Stored data
__________

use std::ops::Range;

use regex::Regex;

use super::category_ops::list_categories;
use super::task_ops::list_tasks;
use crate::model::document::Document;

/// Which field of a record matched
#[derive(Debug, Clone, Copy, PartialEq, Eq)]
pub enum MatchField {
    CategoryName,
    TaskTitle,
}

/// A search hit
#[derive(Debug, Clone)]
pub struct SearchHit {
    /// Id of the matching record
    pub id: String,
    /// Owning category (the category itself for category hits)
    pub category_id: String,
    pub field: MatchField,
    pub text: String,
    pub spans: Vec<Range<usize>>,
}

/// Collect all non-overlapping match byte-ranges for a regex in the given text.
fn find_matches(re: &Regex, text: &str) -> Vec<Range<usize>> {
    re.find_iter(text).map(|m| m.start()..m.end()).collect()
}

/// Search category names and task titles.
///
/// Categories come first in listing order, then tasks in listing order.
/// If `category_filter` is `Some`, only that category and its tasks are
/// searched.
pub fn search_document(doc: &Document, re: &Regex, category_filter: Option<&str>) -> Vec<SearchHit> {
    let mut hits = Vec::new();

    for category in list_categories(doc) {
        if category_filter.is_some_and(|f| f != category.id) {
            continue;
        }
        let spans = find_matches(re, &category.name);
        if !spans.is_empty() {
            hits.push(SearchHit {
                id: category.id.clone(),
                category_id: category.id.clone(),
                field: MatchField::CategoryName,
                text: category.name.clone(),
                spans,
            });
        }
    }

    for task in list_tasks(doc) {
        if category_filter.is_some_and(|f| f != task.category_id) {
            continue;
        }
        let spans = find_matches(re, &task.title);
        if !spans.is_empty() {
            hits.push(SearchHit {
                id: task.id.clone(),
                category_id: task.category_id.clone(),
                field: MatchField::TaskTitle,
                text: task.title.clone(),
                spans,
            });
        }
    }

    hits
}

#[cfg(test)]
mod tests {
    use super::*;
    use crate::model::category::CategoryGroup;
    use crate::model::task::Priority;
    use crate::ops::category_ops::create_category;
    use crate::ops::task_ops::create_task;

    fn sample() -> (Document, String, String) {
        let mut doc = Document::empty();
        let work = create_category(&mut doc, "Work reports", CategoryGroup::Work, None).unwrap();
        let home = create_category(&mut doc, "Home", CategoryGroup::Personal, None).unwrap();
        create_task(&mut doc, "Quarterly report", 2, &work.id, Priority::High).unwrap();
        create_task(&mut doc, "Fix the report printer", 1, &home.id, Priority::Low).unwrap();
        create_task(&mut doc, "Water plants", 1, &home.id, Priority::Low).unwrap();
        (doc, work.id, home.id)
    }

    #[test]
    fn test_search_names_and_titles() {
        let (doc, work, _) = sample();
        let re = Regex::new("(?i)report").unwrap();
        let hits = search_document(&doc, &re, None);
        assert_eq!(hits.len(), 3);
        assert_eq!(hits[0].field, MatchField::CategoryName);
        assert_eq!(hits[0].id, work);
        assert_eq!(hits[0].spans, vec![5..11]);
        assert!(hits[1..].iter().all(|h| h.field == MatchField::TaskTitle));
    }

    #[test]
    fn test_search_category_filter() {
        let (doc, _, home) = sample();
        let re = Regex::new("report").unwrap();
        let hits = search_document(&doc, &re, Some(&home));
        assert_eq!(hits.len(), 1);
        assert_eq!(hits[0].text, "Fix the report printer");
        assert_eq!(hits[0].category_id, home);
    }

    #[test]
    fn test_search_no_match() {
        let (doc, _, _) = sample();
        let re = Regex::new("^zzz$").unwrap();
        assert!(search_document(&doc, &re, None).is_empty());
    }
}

__________

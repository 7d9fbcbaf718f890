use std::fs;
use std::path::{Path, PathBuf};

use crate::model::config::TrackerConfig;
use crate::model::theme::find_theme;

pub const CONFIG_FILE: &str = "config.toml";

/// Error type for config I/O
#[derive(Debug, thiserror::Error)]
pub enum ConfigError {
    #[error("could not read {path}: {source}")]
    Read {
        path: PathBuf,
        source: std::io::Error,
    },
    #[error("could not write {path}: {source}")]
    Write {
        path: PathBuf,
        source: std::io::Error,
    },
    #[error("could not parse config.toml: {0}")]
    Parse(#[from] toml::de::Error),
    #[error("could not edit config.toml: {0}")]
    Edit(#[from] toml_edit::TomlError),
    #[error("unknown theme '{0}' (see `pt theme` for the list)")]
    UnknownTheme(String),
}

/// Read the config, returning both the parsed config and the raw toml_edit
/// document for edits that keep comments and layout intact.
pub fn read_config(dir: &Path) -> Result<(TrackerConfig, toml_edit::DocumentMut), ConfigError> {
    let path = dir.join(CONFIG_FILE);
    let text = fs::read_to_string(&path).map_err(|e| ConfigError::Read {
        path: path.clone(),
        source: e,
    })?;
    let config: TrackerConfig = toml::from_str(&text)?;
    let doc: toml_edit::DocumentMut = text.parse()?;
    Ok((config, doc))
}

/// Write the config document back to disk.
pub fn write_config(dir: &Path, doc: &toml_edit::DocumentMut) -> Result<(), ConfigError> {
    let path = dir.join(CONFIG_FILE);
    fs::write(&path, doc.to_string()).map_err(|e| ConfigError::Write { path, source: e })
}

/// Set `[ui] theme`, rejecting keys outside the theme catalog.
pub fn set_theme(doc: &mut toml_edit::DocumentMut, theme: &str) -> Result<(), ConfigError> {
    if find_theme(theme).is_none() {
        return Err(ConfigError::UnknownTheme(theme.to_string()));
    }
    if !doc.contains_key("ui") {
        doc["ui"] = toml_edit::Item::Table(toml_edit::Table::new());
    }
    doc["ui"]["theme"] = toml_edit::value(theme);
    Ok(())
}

__________

— What this task involves —
If a line of the data holds the string "UnknownTheme", list it.

— Your solution —
    UnknownTheme(String),
        return Err(ConfigError::UnknownTheme(theme.to_string()));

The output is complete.